#### [EXERCISE DIRECTIONS]
Read through the material below and copy each line in which the word "CertificateStatus" occurs.

#### [PROVIDED MATERIAL]
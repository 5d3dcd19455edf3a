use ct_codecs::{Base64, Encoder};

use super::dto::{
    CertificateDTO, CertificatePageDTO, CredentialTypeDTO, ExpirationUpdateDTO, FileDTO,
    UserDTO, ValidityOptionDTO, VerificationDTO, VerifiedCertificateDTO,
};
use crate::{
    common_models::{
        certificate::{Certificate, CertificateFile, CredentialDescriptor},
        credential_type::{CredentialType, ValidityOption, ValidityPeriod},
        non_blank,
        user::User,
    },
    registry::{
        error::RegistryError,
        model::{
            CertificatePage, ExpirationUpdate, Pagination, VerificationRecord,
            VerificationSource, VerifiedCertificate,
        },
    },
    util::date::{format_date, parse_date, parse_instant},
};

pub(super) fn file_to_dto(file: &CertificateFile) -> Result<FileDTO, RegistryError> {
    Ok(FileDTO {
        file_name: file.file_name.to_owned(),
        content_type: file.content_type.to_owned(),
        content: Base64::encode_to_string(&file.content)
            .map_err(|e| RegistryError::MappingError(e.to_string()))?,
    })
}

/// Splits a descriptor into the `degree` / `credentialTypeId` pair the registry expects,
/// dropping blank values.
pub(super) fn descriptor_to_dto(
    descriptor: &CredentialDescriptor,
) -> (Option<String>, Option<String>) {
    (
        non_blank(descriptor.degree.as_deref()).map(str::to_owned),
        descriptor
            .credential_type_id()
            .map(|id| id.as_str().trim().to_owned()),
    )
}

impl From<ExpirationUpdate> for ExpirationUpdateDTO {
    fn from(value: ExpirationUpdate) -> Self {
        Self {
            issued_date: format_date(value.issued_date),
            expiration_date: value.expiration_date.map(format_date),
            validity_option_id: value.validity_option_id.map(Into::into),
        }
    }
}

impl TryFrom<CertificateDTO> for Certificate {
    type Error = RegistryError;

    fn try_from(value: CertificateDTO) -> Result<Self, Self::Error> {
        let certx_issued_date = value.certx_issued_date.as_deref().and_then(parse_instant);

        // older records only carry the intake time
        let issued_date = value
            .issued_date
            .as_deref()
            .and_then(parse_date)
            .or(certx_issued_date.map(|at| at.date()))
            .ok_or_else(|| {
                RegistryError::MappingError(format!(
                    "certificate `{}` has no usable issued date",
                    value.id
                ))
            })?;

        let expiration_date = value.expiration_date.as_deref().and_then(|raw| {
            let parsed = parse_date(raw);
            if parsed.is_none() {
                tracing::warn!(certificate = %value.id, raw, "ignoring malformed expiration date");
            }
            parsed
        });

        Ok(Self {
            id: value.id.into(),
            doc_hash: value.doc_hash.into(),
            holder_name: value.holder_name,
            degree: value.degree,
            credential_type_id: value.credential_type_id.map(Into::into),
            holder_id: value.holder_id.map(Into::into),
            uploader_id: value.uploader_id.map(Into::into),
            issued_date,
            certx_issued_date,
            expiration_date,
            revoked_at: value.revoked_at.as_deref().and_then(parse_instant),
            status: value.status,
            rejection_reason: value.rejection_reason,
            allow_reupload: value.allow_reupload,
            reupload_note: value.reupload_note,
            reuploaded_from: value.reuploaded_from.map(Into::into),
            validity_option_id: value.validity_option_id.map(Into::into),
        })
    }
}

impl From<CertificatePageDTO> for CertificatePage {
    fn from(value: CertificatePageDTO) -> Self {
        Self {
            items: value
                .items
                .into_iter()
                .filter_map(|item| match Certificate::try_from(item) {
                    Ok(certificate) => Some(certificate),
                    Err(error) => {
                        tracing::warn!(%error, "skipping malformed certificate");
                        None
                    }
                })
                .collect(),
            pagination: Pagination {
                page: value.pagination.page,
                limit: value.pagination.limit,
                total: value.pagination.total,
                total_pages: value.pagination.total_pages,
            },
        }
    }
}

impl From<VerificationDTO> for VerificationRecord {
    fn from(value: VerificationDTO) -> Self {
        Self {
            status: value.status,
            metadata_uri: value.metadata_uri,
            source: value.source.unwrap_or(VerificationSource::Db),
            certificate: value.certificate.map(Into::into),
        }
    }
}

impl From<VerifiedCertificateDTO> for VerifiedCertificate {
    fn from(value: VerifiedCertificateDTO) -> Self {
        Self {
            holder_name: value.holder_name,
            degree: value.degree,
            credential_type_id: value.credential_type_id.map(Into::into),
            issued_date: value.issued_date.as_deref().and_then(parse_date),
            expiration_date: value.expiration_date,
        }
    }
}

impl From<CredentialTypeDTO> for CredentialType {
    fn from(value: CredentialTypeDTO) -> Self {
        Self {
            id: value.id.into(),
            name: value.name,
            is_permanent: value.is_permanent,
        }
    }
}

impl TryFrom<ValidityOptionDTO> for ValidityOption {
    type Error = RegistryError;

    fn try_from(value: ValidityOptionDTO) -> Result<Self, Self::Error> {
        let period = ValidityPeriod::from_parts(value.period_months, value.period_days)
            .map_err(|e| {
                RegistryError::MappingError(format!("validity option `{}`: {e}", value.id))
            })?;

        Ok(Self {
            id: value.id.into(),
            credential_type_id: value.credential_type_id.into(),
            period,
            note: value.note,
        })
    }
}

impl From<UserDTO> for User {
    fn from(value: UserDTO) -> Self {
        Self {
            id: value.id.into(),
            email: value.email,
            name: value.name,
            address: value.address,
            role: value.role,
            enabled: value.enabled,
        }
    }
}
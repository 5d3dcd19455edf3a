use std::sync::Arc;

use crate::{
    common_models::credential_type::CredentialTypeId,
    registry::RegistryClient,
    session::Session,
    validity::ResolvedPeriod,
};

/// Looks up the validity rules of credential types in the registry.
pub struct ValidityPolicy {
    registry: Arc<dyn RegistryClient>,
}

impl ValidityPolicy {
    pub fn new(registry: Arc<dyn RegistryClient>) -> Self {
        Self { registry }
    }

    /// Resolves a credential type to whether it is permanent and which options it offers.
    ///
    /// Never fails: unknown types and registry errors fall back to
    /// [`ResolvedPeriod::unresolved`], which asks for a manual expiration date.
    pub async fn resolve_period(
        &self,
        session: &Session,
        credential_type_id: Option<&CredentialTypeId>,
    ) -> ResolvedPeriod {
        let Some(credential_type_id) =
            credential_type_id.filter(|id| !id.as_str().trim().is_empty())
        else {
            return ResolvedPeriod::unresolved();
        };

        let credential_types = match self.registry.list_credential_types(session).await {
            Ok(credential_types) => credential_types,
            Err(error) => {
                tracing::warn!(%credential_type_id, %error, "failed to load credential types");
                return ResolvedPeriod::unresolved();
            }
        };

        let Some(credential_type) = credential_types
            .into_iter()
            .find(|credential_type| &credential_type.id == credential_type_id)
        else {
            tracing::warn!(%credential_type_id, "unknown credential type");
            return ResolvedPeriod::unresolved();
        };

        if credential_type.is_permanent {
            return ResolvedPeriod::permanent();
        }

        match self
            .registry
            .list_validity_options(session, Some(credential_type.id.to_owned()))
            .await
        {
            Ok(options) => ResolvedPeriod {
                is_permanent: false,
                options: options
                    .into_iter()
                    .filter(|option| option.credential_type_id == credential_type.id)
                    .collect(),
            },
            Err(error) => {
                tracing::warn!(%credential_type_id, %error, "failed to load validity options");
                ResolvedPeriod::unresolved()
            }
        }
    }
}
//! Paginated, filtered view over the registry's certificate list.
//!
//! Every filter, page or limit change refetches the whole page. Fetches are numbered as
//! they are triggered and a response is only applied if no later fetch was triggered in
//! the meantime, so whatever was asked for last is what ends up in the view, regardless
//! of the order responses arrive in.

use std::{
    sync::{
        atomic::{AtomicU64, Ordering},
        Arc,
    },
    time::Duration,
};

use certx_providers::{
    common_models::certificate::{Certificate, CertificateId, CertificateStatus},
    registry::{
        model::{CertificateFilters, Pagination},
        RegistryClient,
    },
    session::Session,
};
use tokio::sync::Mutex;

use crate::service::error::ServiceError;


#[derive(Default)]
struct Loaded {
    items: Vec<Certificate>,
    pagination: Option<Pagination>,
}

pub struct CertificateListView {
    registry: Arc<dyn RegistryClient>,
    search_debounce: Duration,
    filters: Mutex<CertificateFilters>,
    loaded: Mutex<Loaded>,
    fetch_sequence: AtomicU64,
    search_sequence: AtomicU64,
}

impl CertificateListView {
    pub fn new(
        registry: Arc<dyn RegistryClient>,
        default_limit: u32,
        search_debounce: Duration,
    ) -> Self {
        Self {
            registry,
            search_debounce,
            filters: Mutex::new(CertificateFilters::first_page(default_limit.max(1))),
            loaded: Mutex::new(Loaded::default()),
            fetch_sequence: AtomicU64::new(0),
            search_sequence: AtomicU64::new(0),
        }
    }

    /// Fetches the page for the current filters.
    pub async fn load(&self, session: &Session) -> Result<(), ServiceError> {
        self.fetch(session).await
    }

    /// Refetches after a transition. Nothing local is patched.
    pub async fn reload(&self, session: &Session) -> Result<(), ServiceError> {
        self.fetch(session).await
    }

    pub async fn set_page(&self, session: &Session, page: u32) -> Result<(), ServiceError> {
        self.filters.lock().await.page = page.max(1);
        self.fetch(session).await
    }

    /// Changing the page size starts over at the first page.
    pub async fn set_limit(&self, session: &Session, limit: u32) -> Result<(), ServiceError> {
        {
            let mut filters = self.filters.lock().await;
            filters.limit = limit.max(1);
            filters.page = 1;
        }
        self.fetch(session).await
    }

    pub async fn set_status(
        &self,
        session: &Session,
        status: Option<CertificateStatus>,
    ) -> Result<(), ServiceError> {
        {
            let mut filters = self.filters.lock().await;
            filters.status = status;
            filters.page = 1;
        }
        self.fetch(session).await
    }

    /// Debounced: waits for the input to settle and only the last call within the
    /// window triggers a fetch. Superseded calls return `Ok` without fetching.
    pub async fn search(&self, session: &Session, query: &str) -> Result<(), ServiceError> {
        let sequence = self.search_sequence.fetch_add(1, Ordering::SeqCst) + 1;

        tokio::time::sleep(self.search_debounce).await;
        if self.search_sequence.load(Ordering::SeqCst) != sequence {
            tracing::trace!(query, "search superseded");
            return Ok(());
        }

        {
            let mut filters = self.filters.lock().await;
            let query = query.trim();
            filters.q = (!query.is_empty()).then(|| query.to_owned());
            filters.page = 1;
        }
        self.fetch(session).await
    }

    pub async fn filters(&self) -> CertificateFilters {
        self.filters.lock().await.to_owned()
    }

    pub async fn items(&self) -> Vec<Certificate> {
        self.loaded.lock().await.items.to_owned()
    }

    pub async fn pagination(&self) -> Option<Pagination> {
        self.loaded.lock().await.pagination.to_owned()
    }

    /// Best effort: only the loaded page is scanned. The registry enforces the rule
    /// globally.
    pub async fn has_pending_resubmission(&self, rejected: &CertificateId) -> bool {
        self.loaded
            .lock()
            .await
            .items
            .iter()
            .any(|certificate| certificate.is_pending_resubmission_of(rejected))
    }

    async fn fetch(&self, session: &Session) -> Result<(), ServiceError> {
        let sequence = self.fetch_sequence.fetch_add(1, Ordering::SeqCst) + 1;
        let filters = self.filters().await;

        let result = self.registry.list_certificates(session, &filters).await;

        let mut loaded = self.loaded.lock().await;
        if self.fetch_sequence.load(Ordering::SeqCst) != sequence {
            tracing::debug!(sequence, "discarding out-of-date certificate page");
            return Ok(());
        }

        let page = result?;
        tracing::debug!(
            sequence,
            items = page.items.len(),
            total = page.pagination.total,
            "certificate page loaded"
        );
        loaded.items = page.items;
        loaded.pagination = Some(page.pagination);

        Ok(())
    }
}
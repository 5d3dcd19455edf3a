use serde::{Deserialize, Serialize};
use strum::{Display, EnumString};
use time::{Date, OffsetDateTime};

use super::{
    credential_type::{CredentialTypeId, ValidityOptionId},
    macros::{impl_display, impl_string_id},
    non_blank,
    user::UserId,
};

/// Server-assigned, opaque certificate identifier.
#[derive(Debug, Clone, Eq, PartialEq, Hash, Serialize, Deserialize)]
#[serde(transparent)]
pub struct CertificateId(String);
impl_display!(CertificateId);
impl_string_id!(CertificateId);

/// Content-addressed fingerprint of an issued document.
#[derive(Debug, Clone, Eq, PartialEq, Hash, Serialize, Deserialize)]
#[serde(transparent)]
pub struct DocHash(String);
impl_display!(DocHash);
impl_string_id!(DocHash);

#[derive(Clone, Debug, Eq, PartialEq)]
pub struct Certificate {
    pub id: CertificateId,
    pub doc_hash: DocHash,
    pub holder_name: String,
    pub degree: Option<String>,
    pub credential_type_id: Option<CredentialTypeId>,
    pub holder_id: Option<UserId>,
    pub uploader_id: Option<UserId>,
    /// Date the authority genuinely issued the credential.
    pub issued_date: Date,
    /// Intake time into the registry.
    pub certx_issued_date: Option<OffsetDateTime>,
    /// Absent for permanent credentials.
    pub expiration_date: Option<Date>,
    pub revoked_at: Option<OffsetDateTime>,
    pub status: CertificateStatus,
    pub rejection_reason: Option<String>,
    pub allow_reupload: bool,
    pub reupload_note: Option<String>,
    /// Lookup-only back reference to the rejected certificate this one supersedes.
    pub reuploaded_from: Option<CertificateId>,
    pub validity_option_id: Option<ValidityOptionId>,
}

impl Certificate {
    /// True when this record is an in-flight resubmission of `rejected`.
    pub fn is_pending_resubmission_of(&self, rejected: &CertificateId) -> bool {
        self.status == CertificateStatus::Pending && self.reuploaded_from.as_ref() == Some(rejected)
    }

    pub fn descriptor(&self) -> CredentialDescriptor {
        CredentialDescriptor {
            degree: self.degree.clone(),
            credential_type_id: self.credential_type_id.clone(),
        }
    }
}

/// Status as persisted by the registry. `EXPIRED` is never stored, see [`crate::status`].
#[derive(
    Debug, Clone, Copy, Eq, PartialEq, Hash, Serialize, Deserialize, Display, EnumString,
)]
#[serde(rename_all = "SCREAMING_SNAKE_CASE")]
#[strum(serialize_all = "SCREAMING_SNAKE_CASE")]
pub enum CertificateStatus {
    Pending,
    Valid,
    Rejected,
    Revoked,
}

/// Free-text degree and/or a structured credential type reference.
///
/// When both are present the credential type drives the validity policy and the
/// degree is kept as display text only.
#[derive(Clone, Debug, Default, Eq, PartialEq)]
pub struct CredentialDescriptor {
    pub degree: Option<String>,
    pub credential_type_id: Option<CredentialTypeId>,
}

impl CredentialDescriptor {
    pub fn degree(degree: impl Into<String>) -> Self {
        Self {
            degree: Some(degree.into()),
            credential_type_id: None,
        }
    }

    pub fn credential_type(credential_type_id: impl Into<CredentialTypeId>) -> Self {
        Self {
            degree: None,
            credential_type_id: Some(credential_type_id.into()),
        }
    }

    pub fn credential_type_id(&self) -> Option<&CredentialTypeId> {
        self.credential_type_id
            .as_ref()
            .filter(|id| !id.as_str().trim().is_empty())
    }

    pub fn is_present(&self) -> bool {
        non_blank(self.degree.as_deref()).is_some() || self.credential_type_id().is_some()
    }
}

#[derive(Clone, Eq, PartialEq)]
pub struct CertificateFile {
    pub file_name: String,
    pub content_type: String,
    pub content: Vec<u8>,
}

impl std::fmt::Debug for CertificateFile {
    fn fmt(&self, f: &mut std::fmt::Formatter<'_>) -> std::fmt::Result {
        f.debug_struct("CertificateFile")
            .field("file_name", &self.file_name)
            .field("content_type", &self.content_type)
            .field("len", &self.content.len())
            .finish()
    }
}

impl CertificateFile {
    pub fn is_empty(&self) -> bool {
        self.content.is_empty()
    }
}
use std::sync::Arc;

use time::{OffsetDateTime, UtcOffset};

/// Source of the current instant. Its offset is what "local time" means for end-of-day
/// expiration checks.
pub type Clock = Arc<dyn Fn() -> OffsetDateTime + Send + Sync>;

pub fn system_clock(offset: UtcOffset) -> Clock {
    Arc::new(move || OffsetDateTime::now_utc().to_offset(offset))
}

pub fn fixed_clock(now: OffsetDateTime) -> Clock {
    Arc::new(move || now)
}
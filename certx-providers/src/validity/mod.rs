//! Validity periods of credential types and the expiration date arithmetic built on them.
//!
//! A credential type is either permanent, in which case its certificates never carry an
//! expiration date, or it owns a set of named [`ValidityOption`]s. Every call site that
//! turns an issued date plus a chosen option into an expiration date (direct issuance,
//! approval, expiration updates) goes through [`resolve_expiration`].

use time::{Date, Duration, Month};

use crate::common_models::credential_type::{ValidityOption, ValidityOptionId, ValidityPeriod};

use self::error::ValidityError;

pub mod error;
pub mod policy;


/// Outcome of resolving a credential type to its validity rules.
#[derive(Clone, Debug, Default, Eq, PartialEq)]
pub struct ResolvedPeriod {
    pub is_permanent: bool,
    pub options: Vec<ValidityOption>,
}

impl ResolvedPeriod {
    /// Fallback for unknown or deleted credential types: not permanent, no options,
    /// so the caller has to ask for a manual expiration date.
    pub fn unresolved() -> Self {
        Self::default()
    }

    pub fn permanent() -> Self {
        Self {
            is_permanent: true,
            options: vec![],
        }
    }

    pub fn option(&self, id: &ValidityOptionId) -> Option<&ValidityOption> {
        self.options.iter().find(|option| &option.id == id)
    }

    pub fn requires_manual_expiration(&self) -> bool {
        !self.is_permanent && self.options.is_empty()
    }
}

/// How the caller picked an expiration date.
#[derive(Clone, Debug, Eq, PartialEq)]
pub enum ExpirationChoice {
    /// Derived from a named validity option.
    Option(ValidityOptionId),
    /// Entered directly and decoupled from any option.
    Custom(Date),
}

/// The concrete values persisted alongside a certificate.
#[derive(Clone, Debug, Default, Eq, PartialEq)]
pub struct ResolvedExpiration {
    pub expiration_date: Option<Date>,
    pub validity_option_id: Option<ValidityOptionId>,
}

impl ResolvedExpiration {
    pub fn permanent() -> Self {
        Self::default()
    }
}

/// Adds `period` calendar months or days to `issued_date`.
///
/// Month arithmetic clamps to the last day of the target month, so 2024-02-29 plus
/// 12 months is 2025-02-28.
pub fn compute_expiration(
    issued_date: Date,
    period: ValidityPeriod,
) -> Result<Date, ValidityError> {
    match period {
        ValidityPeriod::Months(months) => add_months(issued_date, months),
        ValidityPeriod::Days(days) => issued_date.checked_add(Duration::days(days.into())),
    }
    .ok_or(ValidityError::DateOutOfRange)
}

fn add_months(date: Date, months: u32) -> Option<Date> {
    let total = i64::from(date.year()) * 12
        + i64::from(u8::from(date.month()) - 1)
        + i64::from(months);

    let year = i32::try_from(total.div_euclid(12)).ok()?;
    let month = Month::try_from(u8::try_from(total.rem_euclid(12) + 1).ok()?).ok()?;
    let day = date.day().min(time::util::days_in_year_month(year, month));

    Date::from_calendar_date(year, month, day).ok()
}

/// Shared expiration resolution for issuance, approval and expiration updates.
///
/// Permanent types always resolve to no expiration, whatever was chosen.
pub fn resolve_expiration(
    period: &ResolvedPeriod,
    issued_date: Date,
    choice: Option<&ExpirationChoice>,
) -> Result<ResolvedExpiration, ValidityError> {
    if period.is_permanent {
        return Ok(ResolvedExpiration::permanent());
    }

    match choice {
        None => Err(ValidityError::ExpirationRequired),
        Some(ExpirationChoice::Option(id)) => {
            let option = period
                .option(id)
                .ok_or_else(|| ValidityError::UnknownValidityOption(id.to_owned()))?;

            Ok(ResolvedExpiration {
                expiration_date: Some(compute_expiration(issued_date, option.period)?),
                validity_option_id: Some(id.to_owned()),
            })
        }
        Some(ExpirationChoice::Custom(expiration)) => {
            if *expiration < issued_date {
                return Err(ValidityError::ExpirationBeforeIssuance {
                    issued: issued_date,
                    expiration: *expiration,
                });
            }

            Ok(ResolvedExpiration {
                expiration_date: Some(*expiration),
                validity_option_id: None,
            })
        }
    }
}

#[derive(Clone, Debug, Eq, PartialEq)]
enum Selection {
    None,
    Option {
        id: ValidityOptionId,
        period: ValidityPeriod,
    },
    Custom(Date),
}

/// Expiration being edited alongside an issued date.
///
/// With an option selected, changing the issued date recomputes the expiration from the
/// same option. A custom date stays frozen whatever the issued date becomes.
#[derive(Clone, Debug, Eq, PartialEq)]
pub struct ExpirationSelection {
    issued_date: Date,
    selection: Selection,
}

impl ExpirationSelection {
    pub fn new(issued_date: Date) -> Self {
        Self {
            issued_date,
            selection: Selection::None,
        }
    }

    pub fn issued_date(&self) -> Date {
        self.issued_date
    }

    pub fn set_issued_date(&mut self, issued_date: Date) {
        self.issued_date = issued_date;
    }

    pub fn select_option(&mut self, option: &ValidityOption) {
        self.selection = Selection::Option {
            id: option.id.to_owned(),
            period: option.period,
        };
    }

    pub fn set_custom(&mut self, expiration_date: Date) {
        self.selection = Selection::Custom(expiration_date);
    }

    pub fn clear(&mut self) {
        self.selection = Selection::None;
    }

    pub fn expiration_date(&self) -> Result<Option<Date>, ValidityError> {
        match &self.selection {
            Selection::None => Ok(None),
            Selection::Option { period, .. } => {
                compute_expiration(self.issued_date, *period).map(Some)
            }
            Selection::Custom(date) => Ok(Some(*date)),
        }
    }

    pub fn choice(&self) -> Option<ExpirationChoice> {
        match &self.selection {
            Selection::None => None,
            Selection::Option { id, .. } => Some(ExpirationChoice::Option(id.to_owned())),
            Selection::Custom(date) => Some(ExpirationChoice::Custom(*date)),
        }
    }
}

#### [ANSWER SPACE]
    common_models::certificate::{Certificate, CertificateId, CertificateStatus},
        status: Option<CertificateStatus>,
    pub status: CertificateStatus,
        self.status == CertificateStatus::Pending && self.reuploaded_from.as_ref() == Some(rejected)
pub enum CertificateStatus {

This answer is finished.